Once you reach the line containing "self.evaluation_delay = delay;" in the data below, restate each line word for word up to and including the one containing "pub fn from_json(json: &str)".

Saved entries:
┏━━

//! Coordinator configuration

use std::time::Duration;

use serde::{Deserialize, Serialize};

use crate::content_filter::{default_factory, SharedFactory};
use crate::error::{GridFilterError, Result};

/// Quiet period after the last edit before filters are re-evaluated
pub const DEFAULT_EVALUATION_DELAY: Duration = Duration::from_millis(500);

/// Longest debounce accepted from settings
pub const MAX_EVALUATION_DELAY: Duration = Duration::from_secs(60);

/// Runtime configuration for a [`FilterCoordinator`](crate::FilterCoordinator)
#[derive(Clone)]
pub struct FilterConfig {
    pub enabled: bool,
    pub evaluation_delay: Duration,
    /// Used by columns registered without their own factory
    pub default_factory: SharedFactory,
}

impl Default for FilterConfig {
    fn default() -> Self {
        Self {
            enabled: true,
            evaluation_delay: DEFAULT_EVALUATION_DELAY,
            default_factory: default_factory(),
        }
    }
}

impl FilterConfig {
    pub fn with_enabled(mut self, enabled: bool) -> Self {
        self.enabled = enabled;
        self
    }

    pub fn with_evaluation_delay(mut self, delay: Duration) -> Self {
        self.evaluation_delay = delay;
        self
    }

    pub fn with_default_factory(mut self, factory: SharedFactory) -> Self {
        self.default_factory = factory;
        self
    }

    pub fn validate(&self) -> Result<()> {
        validate_delay(self.evaluation_delay)
    }
}

impl std::fmt::Debug for FilterConfig {
    fn fmt(&self, f: &mut std::fmt::Formatter<'_>) -> std::fmt::Result {
        f.debug_struct("FilterConfig")
            .field("enabled", &self.enabled)
            .field("evaluation_delay", &self.evaluation_delay)
            .field("default_factory", &self.default_factory.name())
            .finish()
    }
}

/// Serializable subset of [`FilterConfig`], as stored in user settings
#[derive(Debug, Clone, PartialEq, Eq, Serialize, Deserialize)]
#[serde(default)]
pub struct FilterSettings {
    pub enabled: bool,
    pub evaluation_delay_ms: u64,
}

impl Default for FilterSettings {
    fn default() -> Self {
        Self {
            enabled: true,
            evaluation_delay_ms: DEFAULT_EVALUATION_DELAY.as_millis() as u64,
        }
    }
}

impl FilterSettings {
    /// Parse settings JSON; missing fields take their defaults
    pub fn from_json(json: &str) -> Result<Self> {
        let settings: Self = serde_json::from_str(json)?;
        validate_delay(settings.evaluation_delay())?;
        Ok(settings)
    }

    pub fn evaluation_delay(&self) -> Duration {
        Duration::from_millis(self.evaluation_delay_ms)
    }
}

impl From<FilterSettings> for FilterConfig {
    fn from(settings: FilterSettings) -> Self {
        FilterConfig::default()
            .with_enabled(settings.enabled)
            .with_evaluation_delay(settings.evaluation_delay())
    }
}

pub(crate) fn validate_delay(delay: Duration) -> Result<()> {
    if delay > MAX_EVALUATION_DELAY {
        return Err(GridFilterError::Configuration(format!(
            "evaluation delay {:?} exceeds maximum of {:?}",
            delay, MAX_EVALUATION_DELAY
        )));
    }
    Ok(())
}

┗━━

_Solution to the exercise_
        self.evaluation_delay = delay;
        self
    }

    pub fn with_default_factory(mut self, factory: SharedFactory) -> Self {
        self.default_factory = factory;
        self
    }

    pub fn validate(&self) -> Result<()> {
        validate_delay(self.evaluation_delay)
    }
}

impl std::fmt::Debug for FilterConfig {
    fn fmt(&self, f: &mut std::fmt::Formatter<'_>) -> std::fmt::Result {
        f.debug_struct("FilterConfig")
            .field("enabled", &self.enabled)
            .field("evaluation_delay", &self.evaluation_delay)
            .field("default_factory", &self.default_factory.name())
            .finish()
    }
}

/// Serializable subset of [`FilterConfig`], as stored in user settings
#[derive(Debug, Clone, PartialEq, Eq, Serialize, Deserialize)]
#[serde(default)]
pub struct FilterSettings {
    pub enabled: bool,
    pub evaluation_delay_ms: u64,
}

impl Default for FilterSettings {
    fn default() -> Self {
        Self {
            enabled: true,
            evaluation_delay_ms: DEFAULT_EVALUATION_DELAY.as_millis() as u64,
        }
    }
}

impl FilterSettings {
    /// Parse settings JSON; missing fields take their defaults
    pub fn from_json(json: &str) -> Result<Self> {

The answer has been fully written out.